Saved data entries
____

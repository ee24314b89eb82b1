// src/io/fields.rs
use std::fs;
use std::path::Path;

use geo::{Geometry, MultiPolygon};
use geojson::{Feature, GeoJson};

use crate::error::SourceError;
use crate::geometry::Field;

/// Load field boundaries from a GeoJSON file.
pub fn load_fields(path: &Path) -> Result<Vec<Field>, SourceError> {
    let content = fs::read_to_string(path).map_err(|source| SourceError::Io {
        path: path.to_path_buf(),
        source,
    })?;
    parse_fields(&content)
}

/// Accepts a FeatureCollection, a single Feature or a bare geometry. Field
/// names come from the `name` property, then `id`, then the feature's position.
pub fn parse_fields(text: &str) -> Result<Vec<Field>, SourceError> {
    let geojson: GeoJson = text
        .parse()
        .map_err(|e: geojson::Error| SourceError::Geometry(e.to_string()))?;

    match geojson {
        GeoJson::FeatureCollection(collection) => collection
            .features
            .into_iter()
            .enumerate()
            .map(|(i, feature)| field_from_feature(i, feature))
            .collect(),
        GeoJson::Feature(feature) => Ok(vec![field_from_feature(0, feature)?]),
        GeoJson::Geometry(geometry) => Ok(vec![Field::new("field-0", to_multipolygon(geometry)?)]),
    }
}

fn field_from_feature(index: usize, feature: Feature) -> Result<Field, SourceError> {
    let name = ["name", "id"]
        .iter()
        .find_map(|key| match feature.property(key)? {
            serde_json::Value::String(s) => Some(s.clone()),
            serde_json::Value::Number(n) => Some(n.to_string()),
            _ => None,
        })
        .unwrap_or_else(|| format!("field-{index}"));

    let geometry = feature
        .geometry
        .ok_or_else(|| SourceError::Geometry(format!("feature '{name}' has no geometry")))?;

    Ok(Field::new(name, to_multipolygon(geometry)?))
}

fn to_multipolygon(geometry: geojson::Geometry) -> Result<MultiPolygon<f64>, SourceError> {
    let geometry: Geometry<f64> = geometry
        .try_into()
        .map_err(|e: geojson::Error| SourceError::Geometry(e.to_string()))?;

    match geometry {
        Geometry::Polygon(polygon) => Ok(polygon.into()),
        Geometry::MultiPolygon(multi) => Ok(multi),
        Geometry::Rect(rect) => Ok(rect.to_polygon().into()),
        other => Err(SourceError::Geometry(format!(
            "expected a polygon, got {}",
            geometry_kind(&other)
        ))),
    }
}

fn geometry_kind(geometry: &Geometry<f64>) -> &'static str {
    match geometry {
        Geometry::Point(_) => "Point",
        Geometry::Line(_) => "Line",
        Geometry::LineString(_) => "LineString",
        Geometry::MultiPoint(_) => "MultiPoint",
        Geometry::MultiLineString(_) => "MultiLineString",
        Geometry::GeometryCollection(_) => "GeometryCollection",
        Geometry::Triangle(_) => "Triangle",
        _ => "non-polygon geometry",
    }
}
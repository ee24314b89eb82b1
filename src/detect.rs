// src/detect.rs
//! Season anomaly analysis and the per-field detection pipeline.

use log::{debug, info, warn};
use rayon::prelude::*;

use crate::anomaly::{
    anomaly_raster, areal_extent, has_consecutive_run, trailing_window, AnomalyRecord,
    ArealExtent,
};
use crate::baseline::{Baseline, BaselineEstimator};
use crate::config::DetectionConfig;
use crate::error::SourceError;
use crate::geometry::Field;
use crate::processing::{CloudMask, Ndvi};
use crate::raster::Raster;
use crate::reduce::{region_mean, Fallback};
use crate::report::{DetectionResult, FieldOutcome};
use crate::source::ImagerySource;

/// Everything computed for one field. `result` is the record that gets
/// reported; the rasters are kept for export.
#[derive(Debug, Clone)]
pub struct FieldAnalysis {
    pub result: DetectionResult,
    pub baseline: Baseline,
    pub records: Vec<AnomalyRecord>,
    pub extent: ArealExtent,
    /// Pixel anomaly of the latest season scene, if there was one.
    pub latest_anomaly: Option<Raster>,
}

pub struct SeasonAnalyzer<'a, S: ImagerySource + ?Sized> {
    source: &'a S,
    config: &'a DetectionConfig,
    mask: CloudMask,
    ndvi: Ndvi,
    fallback: Fallback,
}

impl<'a, S: ImagerySource + ?Sized> SeasonAnalyzer<'a, S> {
    pub fn new(source: &'a S, config: &'a DetectionConfig) -> Self {
        Self {
            source,
            config,
            mask: config.cloud_mask(),
            ndvi: Ndvi,
            fallback: Fallback::default(),
        }
    }

    pub fn analyze(&self, field: &Field, baseline: Baseline) -> Result<FieldAnalysis, SourceError> {
        let config = self.config;
        let mut scenes = self.source.scenes(field, &config.season_query())?;
        scenes.sort_by_key(|s| s.date);
        let n_images = scenes.len();
        info!("{}: {n_images} season scenes in {}", field.name, config.season());
        if let Some((first, rest)) = scenes.split_first() {
            for scene in rest {
                first.grid().ensure_same_grid(scene.grid())?;
            }
        }

        let mut records = Vec::with_capacity(n_images);
        let mut latest = None;
        for scene in &scenes {
            if let Some(raster) = &baseline.raster {
                raster.geo().ensure_same_grid(scene.grid())?;
            }
            let ndvi = self.ndvi.for_scene(scene, &self.mask)?;
            let region = field.region(ndvi.geo());
            let mean_ndvi = self.fallback.mean(
                region_mean(&ndvi, &region),
                &format!("{} on {}", field.name, scene.date),
            );
            let record = AnomalyRecord::new(
                scene.date,
                mean_ndvi,
                baseline.mean,
                config.ndvi_anom_threshold,
            );
            debug!(
                "{}: {} mean {:.4} anomaly {:+.4}{}",
                field.name,
                record.date,
                record.mean_ndvi,
                record.anomaly,
                if record.is_low { " (low)" } else { "" }
            );
            records.push(record);
            latest = Some((ndvi, region));
        }

        let window = trailing_window(&records, config.recent_window);
        let consecutive_flag =
            has_consecutive_run(window.iter().map(|r| r.is_low), config.consecutive_needed);

        let (extent, latest_anomaly) = match &latest {
            Some((ndvi, region)) => {
                let anomaly = anomaly_raster(ndvi, baseline.raster.as_ref())?;
                let extent = areal_extent(
                    ndvi,
                    &anomaly,
                    region,
                    config.ndvi_anom_threshold,
                    &self.fallback,
                );
                (extent, Some(anomaly))
            }
            None => (ArealExtent::default(), None),
        };

        let pest_detected = consecutive_flag && extent.frac_below >= config.min_frac;
        if pest_detected {
            warn!(
                "{}: possible pest damage, {:.1}% of the field below threshold",
                field.name,
                extent.frac_below * 100.0
            );
        }

        let result = DetectionResult {
            field: field.name.clone(),
            n_images,
            frac_below: extent.frac_below,
            pest_detected,
            baseline_mean: baseline.mean,
            last_anomalies: window.iter().map(|r| r.anomaly).collect(),
            consecutive_flag,
            pix_below: extent.pix_below,
            pix_total: extent.pix_total,
            area_ha: field.area_hectares(),
            perimeter_m: field.perimeter(),
        };

        Ok(FieldAnalysis {
            result,
            baseline,
            records,
            extent,
            latest_anomaly,
        })
    }
}

/// Baseline, then season analysis, for one field.
pub fn analyze_field<S: ImagerySource + ?Sized>(
    source: &S,
    config: &DetectionConfig,
    field: &Field,
) -> Result<FieldAnalysis, SourceError> {
    let baseline = BaselineEstimator::new(source, config).estimate(field)?;
    SeasonAnalyzer::new(source, config).analyze(field, baseline)
}

/// Result of one field in a batch; a failed field does not stop the others.
#[derive(Debug)]
pub struct FieldRun {
    pub field: String,
    pub analysis: Result<FieldAnalysis, SourceError>,
}

impl FieldRun {
    pub fn outcome(&self) -> FieldOutcome {
        match &self.analysis {
            Ok(analysis) => FieldOutcome::Analyzed(analysis.result.clone()),
            Err(e) => FieldOutcome::Failed {
                field: self.field.clone(),
                error: e.to_string(),
            },
        }
    }
}

/// Analyse all fields in parallel. Output order follows `fields`.
pub fn run_batch<S: ImagerySource + ?Sized>(
    source: &S,
    config: &DetectionConfig,
    fields: &[Field],
) -> Vec<FieldRun> {
    fields
        .par_iter()
        .map(|field| {
            let analysis = analyze_field(source, config, field);
            if let Err(e) = &analysis {
                warn!("{}: analysis failed: {e}", field.name);
            }
            FieldRun {
                field: field.name.clone(),
                analysis,
            }
        })
        .collect()
}
// src/commands.rs
use std::collections::HashSet;
use std::fs::{self, File};
use std::io::{self, BufWriter, Write};
use std::path::{Path, PathBuf};

use anyhow::{ensure, Context, Result};
use log::{info, warn};

use crate::cli::Overrides;
use crate::config::DetectionConfig;
use crate::detect::run_batch;
use crate::io::{load_fields, write_raster, CatalogSource};
use crate::report::{write_report, FieldOutcome, Summary};
use crate::BaselineEstimator;

/// Config file (or defaults) with command-line overrides applied, validated.
pub fn effective_config(path: Option<&Path>, overrides: &Overrides) -> Result<DetectionConfig> {
    let mut config = match path {
        Some(path) => DetectionConfig::from_file(path)?,
        None => DetectionConfig::default(),
    };
    overrides.apply(&mut config);
    config.validate().context("invalid detection parameters")?;
    Ok(config)
}

pub struct DetectArgs<'a> {
    pub catalog: &'a Path,
    pub fields: &'a Path,
    pub output: Option<&'a Path>,
    pub detected_only: bool,
    pub anomaly_dir: Option<&'a Path>,
    pub io_threads: Option<usize>,
    pub cache_mb: Option<usize>,
}

fn open_catalog(
    path: &Path,
    io_threads: Option<usize>,
    cache_mb: Option<usize>,
) -> Result<CatalogSource> {
    let mut source = CatalogSource::open(path)
        .with_context(|| format!("loading scene catalog {}", path.display()))?;
    if let Some(threads) = io_threads {
        source = source.with_io_threads(threads);
    }
    if let Some(megabytes) = cache_mb {
        source = source.with_cache_mb(megabytes);
    }
    Ok(source)
}

pub fn run_detect(config: &DetectionConfig, args: &DetectArgs<'_>) -> Result<Summary> {
    let source = open_catalog(args.catalog, args.io_threads, args.cache_mb)?;
    let fields = load_fields(args.fields)
        .with_context(|| format!("loading fields {}", args.fields.display()))?;

    info!(
        "Starting detection on {} fields with {} catalog scenes...",
        fields.len(),
        source.catalog().scenes.len()
    );

    let runs = run_batch(&source, config, &fields);
    info!(
        "{} band windows cached ({} pixels)",
        source.cache().len(),
        source.cache().pixels()
    );

    if let Some(dir) = args.anomaly_dir {
        fs::create_dir_all(dir).with_context(|| format!("creating {}", dir.display()))?;
        let mut names = OutputNames::new(dir, "anomaly");
        for (i, run) in runs.iter().enumerate() {
            let Ok(analysis) = &run.analysis else { continue };
            let Some(anomaly) = &analysis.latest_anomaly else { continue };
            let path = names.path_for(i, &run.field);
            write_raster(anomaly, &path, "NDVI anomaly", false, 1)
                .with_context(|| format!("writing {}", path.display()))?;
        }
    }

    let outcomes: Vec<FieldOutcome> = runs.iter().map(|r| r.outcome()).collect();
    match args.output {
        Some(path) => {
            let file = File::create(path).with_context(|| format!("creating {}", path.display()))?;
            let mut writer = BufWriter::new(file);
            write_report(&mut writer, &outcomes, args.detected_only)?;
            writer.flush()?;
        }
        None => {
            let stdout = io::stdout();
            let mut writer = stdout.lock();
            write_report(&mut writer, &outcomes, args.detected_only)?;
            writeln!(writer)?;
        }
    }

    Ok(Summary::of(&outcomes))
}

pub struct BaselineArgs<'a> {
    pub catalog: &'a Path,
    pub fields: &'a Path,
    pub output_dir: &'a Path,
    pub use_fixed_point: bool,
    pub scale_factor: i32,
}

/// Writes one baseline GeoTIFF per field and returns the files written.
pub fn run_baseline(config: &DetectionConfig, args: &BaselineArgs<'_>) -> Result<Vec<PathBuf>> {
    ensure!(
        args.scale_factor > 0,
        "scale factor must be positive, got {}",
        args.scale_factor
    );
    let source = open_catalog(args.catalog, None, None)?;
    let fields = load_fields(args.fields)
        .with_context(|| format!("loading fields {}", args.fields.display()))?;
    fs::create_dir_all(args.output_dir)
        .with_context(|| format!("creating {}", args.output_dir.display()))?;

    let estimator = BaselineEstimator::new(&source, config);
    let mut names = OutputNames::new(args.output_dir, "baseline");
    let mut written = Vec::new();

    for (i, field) in fields.iter().enumerate() {
        info!("[{}/{}] Baseline for {}", i + 1, fields.len(), field.name);
        let baseline = match estimator.estimate(field) {
            Ok(baseline) => baseline,
            Err(e) => {
                warn!("{}: baseline failed: {e}", field.name);
                continue;
            }
        };
        let Some(raster) = &baseline.raster else {
            warn!("{}: no baseline imagery, nothing written", field.name);
            continue;
        };

        let path = names.path_for(i, &field.name);
        write_raster(
            raster,
            &path,
            "NDVI baseline",
            args.use_fixed_point,
            args.scale_factor,
        )
        .with_context(|| format!("writing {}", path.display()))?;
        written.push(path);
    }

    Ok(written)
}

/// `<dir>/<field>_<kind>.tif` per field, with characters unsafe in file names
/// replaced. A name already handed out gets the field's index appended.
struct OutputNames<'a> {
    dir: &'a Path,
    kind: &'a str,
    taken: HashSet<String>,
}

impl<'a> OutputNames<'a> {
    fn new(dir: &'a Path, kind: &'a str) -> Self {
        Self {
            dir,
            kind,
            taken: HashSet::new(),
        }
    }

    fn path_for(&mut self, index: usize, field: &str) -> PathBuf {
        let stem: String = field
            .chars()
            .map(|c| if c.is_alphanumeric() || c == '-' || c == '_' { c } else { '_' })
            .collect();
        let mut name = format!("{stem}_{}", self.kind);
        if self.taken.contains(&name) {
            name = format!("{stem}-{index}_{}", self.kind);
        }
        self.taken.insert(name.clone());
        self.dir.join(format!("{name}.tif"))
    }
}
// src/lib.rs
pub mod anomaly;
pub mod baseline;
pub mod cli;
pub mod commands;
pub mod config;
pub mod detect;
pub mod error;
pub mod geometry;
pub mod io;
pub mod processing;
pub mod raster;
pub mod reduce;
pub mod report;
pub mod source;
pub mod utils;

pub use baseline::{Baseline, BaselineEstimator};
pub use config::DetectionConfig;
pub use detect::{analyze_field, run_batch, FieldAnalysis, FieldRun, SeasonAnalyzer};
pub use error::{ConfigError, SourceError};
pub use geometry::Field;
pub use raster::{GeoInfo, Raster};
pub use report::{DetectionResult, FieldOutcome};
pub use source::{DateWindow, ImagerySource, MemorySource, Scene, SceneQuery};

// Library version
pub const VERSION: &str = env!("CARGO_PKG_VERSION");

____

What the exercise asks =
For each line in the entries that contains the string "HashSet", make a copy.

Response =
use std::collections::HashSet;
    taken: HashSet<String>,
            taken: HashSet::new(),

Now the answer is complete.